Discussion in 'XMRV Testing, Treatment and Transmission' started by Navid, Apr 6, 2010.

  1. Navid

    Navid Senior Member

    "The drugs cannot ethically be tested in prostate cancer and chronic
    fatigue patients, however, until it is shown that the virus actually
    causes disease"....from HIV drugs combat virus that might be linked to prostate cancer and chronic fatigue

    April 5, 2010 | 10:36 am

    Science ppl how is causality actually proven in disease?

    Thanks, Lisa
  2. leelaplay

    leelaplay member

    Hi lisag - very good question. Thank you. While we're waiting for the science people to answer, there is this info from the US federal working group

    But I don't think that 'XMRV positive status for chronic fatigue patients' proves causality. (did you notice the lack of 'syndrome'?) It sounds like the the first necessary step though.
  3. CBS

    CBS Senior Member


    The traditional (and clearest) method would be to infect a previously healthy/active XMRV negative primate (or other lab animal) with XMRV and then watch for lethargy, fatigue, illness behaviors (whining and malingering). Then you look to see if the subject animal was actually replicating the virus in blood and tissue.

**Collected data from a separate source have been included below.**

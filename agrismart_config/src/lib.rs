use std::path::Path;

use anyhow::Context;
use config::{File, FileFormat};
use serde::Deserialize;
use url::Url;

mod duration;

pub use duration::Duration;

pub const DEFAULT_CONFIG_PATH: &str = concat!(env!("CARGO_MANIFEST_DIR"), "/../config.toml");

pub fn load(paths: &[impl AsRef<Path>]) -> anyhow::Result<Config> {
    paths
        .iter()
        .try_fold(config::Config::builder(), |builder, path| {
            let path = path.as_ref();
            let content = std::fs::read_to_string(path)
                .with_context(|| format!("Failed to read config file at {}", path.display()))?;
            let source = File::from_str(&content, FileFormat::Toml);
            anyhow::Ok(builder.add_source(source))
        })?
        .build()?
        .try_deserialize()
        .context("Failed to load config")
}

#[derive(Debug, Deserialize)]
pub struct Config {
    pub contact: ContactConfig,
    pub relay: RelayConfig,
}

#[derive(Debug, Deserialize)]
pub struct ContactConfig {
    /// Display window of a submission result before the automatic reset.
    pub status_ttl: Duration,
}

/// Credentials for the hosted email relay. All three identifiers are
/// opaque strings issued by the relay provider.
#[derive(Debug, Deserialize)]
pub struct RelayConfig {
    pub service_id: String,
    pub template_id: String,
    pub public_key: String,
    pub send_endpoint_override: Option<Url>,
}

#[cfg(test)]
mod tests {
    use super::*;

    #[test]
    fn load_default_config() {
        let config = load(&[Path::new(DEFAULT_CONFIG_PATH)]).unwrap();
        assert_eq!(*config.contact.status_ttl, std::time::Duration::from_secs(5));
    }
}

    BUT, think about what Dr. Goff said in his Virology Blog talk with Dr. Racaniello. He doubts that XMRV is oncogenetic for prostate cancer. There are markers (adjacent cells of a particular type) that would strongly suggest that XMRV is a direct cause of cancer but so far they can't find them. Rather, Dr. Goff hypothesized that it is more likely to him that it is the immune impact of XMRV that leads to the development of prostate cancer in those with the genetic vulnerability.

    In the case of XMRV as a causative agent, perhaps the first step will be the identification of immunological abnormalities (NK cells?) that develop after XMRV exposure in previously healthy and XMRV negative subjects.
  4. gracenote

    gracenote All shall be well . . .

    Santa Rosa, CA
    I'm also not a "science people" but I would like to keep this thread going. Here is a quote from Peterson.

    And here is a quote from Mikovits.

    It is still very early in XMRV research (although very late for many of us).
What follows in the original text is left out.